There are currently over 65 million people around the world who have been forced from their homes, according to the UN Refugee Agency, UNHCR, but all those who are displaced are not mere statistics.
They are people, something that can be missed by the mass media in reporting on them.
This observation was highlighted in a discussion at the World Council of Churches on Jan. 30 when representatives of church groups, the United Nations and a Christian media organization discussed media coverage of refugees at a presentation.
The discussion was titled: "Changing the narrative: Media, Migrants and Refugees" under the moderation of WCC director of communications, Marianne Ejdersten.
Participants discussed "Refugees Reporting", a research and advocacy project conducted in 2017 to support the communication rights of refugees seeking safe passage into and through Europe.
The project seeks to challenge public attitudes of intolerance and discrimination against them.
Peter Prove, director of the WCC Commission of the Churches on International Affairs, commended the "very important research project".
"This report gives us empirical evidence that can be used in reengaging in a more constructive manner the public discourse on refugees," he said.
"Migration has always been a feature of human society, but it is going to be even more of a feature in the future.
"We have no choice but to manage these population movements and make migration work for us all," said Prove, citing a recent report by UN secretary-general António Guterres.
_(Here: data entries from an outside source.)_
//! Provisioning workflow as a chain of stage types.
//!
//! Each stage owns exactly the identifiers earned so far and each step
//! consumes the stage before it, so steps cannot be reordered or skipped:
//! only [`IdentitySet`] holds an [`EmailMessageId`], and only
//! [`AudienceSet`] can move on to scheduling.

use campaign_core::{
    AudienceTargeting, CampaignError, CampaignId, CampaignResult, CampaignStatus,
    EmailMessageId, MjmlArchive, ProvisioningReport, ProvisioningStage, SchedulingMethod,
    SenderIdentity,
};
use chrono::{DateTime, Utc};
use tracing::{debug, warn};
use uuid::Uuid;

use crate::mutators::CampaignApi;
use crate::remote::RemoteCall;
use crate::upload::UPLOAD_PLATFORM_CALLS;

/// Bookkeeping shared by every stage of one run.
struct Run<'a, R> {
    api: &'a CampaignApi<R>,
    run_id: Uuid,
    started_at: DateTime<Utc>,
    platform_calls: usize,
}

impl<R> Run<'_, R> {
    fn aborted(&self, stage: ProvisioningStage, campaign_id: Option<&CampaignId>, err: &CampaignError) {
        warn!(
            run_id = %self.run_id,
            stage = %stage,
            campaign_id = campaign_id.map(CampaignId::as_str).unwrap_or("-"),
            error = %err,
            "Campaign provisioning aborted; remote state left as is"
        );
    }

    fn report(
        &self,
        stage: ProvisioningStage,
        campaign_id: &CampaignId,
        email_message_id: &EmailMessageId,
    ) -> ProvisioningReport {
        ProvisioningReport {
            run_id: self.run_id,
            campaign_id: campaign_id.clone(),
            email_message_id: email_message_id.clone(),
            stage,
            platform_calls: self.platform_calls,
            started_at: self.started_at,
            completed_at: Utc::now(),
        }
    }
}

/// Campaign exists; nothing configured yet.
pub struct Created<'a, R> {
    run: Run<'a, R>,
    campaign_id: CampaignId,
}

/// Identity set; the email message id is known.
pub struct IdentitySet<'a, R> {
    run: Run<'a, R>,
    campaign_id: CampaignId,
    email_message_id: EmailMessageId,
}

/// Sender fields and subject applied. Still `identity-set` on the platform.
pub struct MessageAddressed<'a, R> {
    run: Run<'a, R>,
    campaign_id: CampaignId,
    email_message_id: EmailMessageId,
}

/// MJML content bound to the email message.
pub struct ContentSet<'a, R> {
    run: Run<'a, R>,
    campaign_id: CampaignId,
    email_message_id: EmailMessageId,
}

/// Audience applied. A fully provisioned, unsent campaign.
pub struct AudienceSet<'a, R> {
    run: Run<'a, R>,
    campaign_id: CampaignId,
    email_message_id: EmailMessageId,
}

/// Immediate sending requested but status not yet `Scheduled`.
pub struct SchedulingSet<'a, R> {
    run: Run<'a, R>,
    campaign_id: CampaignId,
    email_message_id: EmailMessageId,
}

/// Terminal. Nothing more is issued for this campaign.
pub struct Scheduled {
    report: ProvisioningReport,
}

impl<'a, R: RemoteCall> Created<'a, R> {
    pub const STAGE: ProvisioningStage = ProvisioningStage::Created;

    /// Mint the campaign that the rest of the run configures.
    pub async fn start(api: &'a CampaignApi<R>) -> CampaignResult<Self> {
        let mut run = Run {
            api,
            run_id: Uuid::new_v4(),
            started_at: Utc::now(),
            platform_calls: 0,
        };
        let campaign_id = api
            .create_campaign()
            .await
            .inspect_err(|e| run.aborted(ProvisioningStage::Absent, None, e))?;
        run.platform_calls += 1;
        debug!(run_id = %run.run_id, campaign_id = %campaign_id, "Stage reached: created");

        Ok(Self { run, campaign_id })
    }

    pub fn campaign_id(&self) -> &CampaignId {
        &self.campaign_id
    }

    pub fn run_id(&self) -> Uuid {
        self.run.run_id
    }

    pub async fn set_identity(self, emoji: &str, name: &str) -> CampaignResult<IdentitySet<'a, R>> {
        let Self {
            mut run,
            campaign_id,
        } = self;
        let email_message_id = run
            .api
            .set_identity(&campaign_id, emoji, name)
            .await
            .inspect_err(|e| run.aborted(Self::STAGE, Some(&campaign_id), e))?;
        run.platform_calls += 1;
        debug!(run_id = %run.run_id, campaign_id = %campaign_id, "Stage reached: identity-set");

        Ok(IdentitySet {
            run,
            campaign_id,
            email_message_id,
        })
    }
}

impl<'a, R: RemoteCall> IdentitySet<'a, R> {
    pub const STAGE: ProvisioningStage = ProvisioningStage::IdentitySet;

    pub fn campaign_id(&self) -> &CampaignId {
        &self.campaign_id
    }

    pub fn email_message_id(&self) -> &EmailMessageId {
        &self.email_message_id
    }

    /// Apply sender name, sender username, reply-to and subject, one call
    /// at a time.
    pub async fn address(
        self,
        sender: &SenderIdentity,
        subject: &str,
    ) -> CampaignResult<MessageAddressed<'a, R>> {
        let Self {
            mut run,
            campaign_id,
            email_message_id,
        } = self;
        let api = run.api;
        let id = &email_message_id;

        let result = async {
            api.set_sender_name(id, &sender.from_name).await?;
            api.set_sender_username(id, &sender.from_email_username).await?;
            api.set_reply_to(id, &sender.reply_to_email).await?;
            api.set_subject(id, subject).await
        }
        .await;
        result.inspect_err(|e| run.aborted(Self::STAGE, Some(&campaign_id), e))?;
        run.platform_calls += 4;

        Ok(MessageAddressed {
            run,
            campaign_id,
            email_message_id,
        })
    }
}

impl<'a, R: RemoteCall> MessageAddressed<'a, R> {
    pub const STAGE: ProvisioningStage = ProvisioningStage::IdentitySet;

    pub fn campaign_id(&self) -> &CampaignId {
        &self.campaign_id
    }

    pub async fn upload_content(self, archive: &MjmlArchive) -> CampaignResult<ContentSet<'a, R>> {
        let Self {
            mut run,
            campaign_id,
            email_message_id,
        } = self;
        run.api
            .upload_mjml(&email_message_id, archive)
            .await
            .inspect_err(|e| run.aborted(Self::STAGE, Some(&campaign_id), e))?;
        run.platform_calls += UPLOAD_PLATFORM_CALLS;
        debug!(run_id = %run.run_id, campaign_id = %campaign_id, "Stage reached: content-set");

        Ok(ContentSet {
            run,
            campaign_id,
            email_message_id,
        })
    }
}

impl<'a, R: RemoteCall> ContentSet<'a, R> {
    pub const STAGE: ProvisioningStage = ProvisioningStage::ContentSet;

    pub fn campaign_id(&self) -> &CampaignId {
        &self.campaign_id
    }

    pub async fn set_audience(self, audience: &AudienceTargeting) -> CampaignResult<AudienceSet<'a, R>> {
        let Self {
            mut run,
            campaign_id,
            email_message_id,
        } = self;
        run.api
            .set_audience(&campaign_id, audience)
            .await
            .inspect_err(|e| run.aborted(Self::STAGE, Some(&campaign_id), e))?;
        run.platform_calls += 1;
        debug!(run_id = %run.run_id, campaign_id = %campaign_id, "Stage reached: audience-set");

        Ok(AudienceSet {
            run,
            campaign_id,
            email_message_id,
        })
    }
}

impl<'a, R: RemoteCall> AudienceSet<'a, R> {
    pub const STAGE: ProvisioningStage = ProvisioningStage::AudienceSet;

    pub fn campaign_id(&self) -> &CampaignId {
        &self.campaign_id
    }

    pub fn report(&self) -> ProvisioningReport {
        self.run
            .report(Self::STAGE, &self.campaign_id, &self.email_message_id)
    }

    pub fn into_campaign_id(self) -> CampaignId {
        self.campaign_id
    }

    /// Ask the platform to send as soon as the campaign is scheduled.
    pub async fn schedule_now(self) -> CampaignResult<SchedulingSet<'a, R>> {
        let Self {
            mut run,
            campaign_id,
            email_message_id,
        } = self;
        run.api
            .set_scheduling(&campaign_id, SchedulingMethod::Now)
            .await
            .inspect_err(|e| run.aborted(Self::STAGE, Some(&campaign_id), e))?;
        run.platform_calls += 1;
        debug!(run_id = %run.run_id, campaign_id = %campaign_id, "Stage reached: scheduling-set");

        Ok(SchedulingSet {
            run,
            campaign_id,
            email_message_id,
        })
    }
}

impl<R: RemoteCall> SchedulingSet<'_, R> {
    pub const STAGE: ProvisioningStage = ProvisioningStage::SchedulingSet;

    pub fn campaign_id(&self) -> &CampaignId {
        &self.campaign_id
    }

    pub async fn mark_scheduled(self) -> CampaignResult<Scheduled> {
        let Self {
            mut run,
            campaign_id,
            email_message_id,
        } = self;
        run.api
            .set_status(&campaign_id, CampaignStatus::Scheduled)
            .await
            .inspect_err(|e| run.aborted(Self::STAGE, Some(&campaign_id), e))?;
        run.platform_calls += 1;

        Ok(Scheduled {
            report: run.report(ProvisioningStage::Scheduled, &campaign_id, &email_message_id),
        })
    }
}

impl Scheduled {
    pub const STAGE: ProvisioningStage = ProvisioningStage::Scheduled;

    pub fn campaign_id(&self) -> &CampaignId {
        &self.report.campaign_id
    }

    pub fn into_report(self) -> ProvisioningReport {
        self.report
    }
}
WORLD ASSOCIATION FOR CHRISTIAN COMMUNICATION
The project coordinators are the WCC-backed World Association for Christian Communication - Europe Region (WACC Europe) and the ecumenical Churches' Commission for Migrants in Europe (CCME).
Sara Speicher, development manager for WACC and a WCC communication officer said, "We believe that the representation of refugees and migrants in the media plays a major role in the tone of the public debate and, ultimately, in the welcome and integration of refugees and migrants into their new countries."
She noted that in Europe, while the number of arrivals in 2017 have dropped from its peak of more than 1 million in 2015, the welcome and integration of refugees and migrants remains a highly divisive political, economic, and cultural topic.
Stephen Brown, President of WACC Europe said, "We want to spark debate and look at the global response to the research."
He outlined how, "WACC believes that everyone has the right to communicate and to be in communication, in the same way that they have the right to food, shelter, and security.
"In strategic alliances, we aim to be a catalyst for change for the common good, sharing information, knowledge, and experience in the field of communication. We call this 'communication rights'."
Nigerian Archbishop David Fabusoro of the Church of the Lord, Aladura (Prayer Fellowship) provided concrete examples of people on the move and noted that since Boko Haram attacks intensified in 2013, hundreds of thousands of people have been displaced across the region around the north-east of Nigeria.
NIGER DELTA CONFLICT
He also cited decades-old conflicts in the Niger Delta in the southwest and the emergence of Fulani herdsmen's forceful occupation of farmlands and properties that have "resulted in massive killings and displacement of people".
"Unfortunately, media representation is confusing and incomplete in all cases," said Fabusoro, noting "The insurgency of Boko Haram and the Niger Delta were reported as religious crises."
But he said the plight of displaced people many of whom move to Europe "are not reported and thereby made the people die in silence."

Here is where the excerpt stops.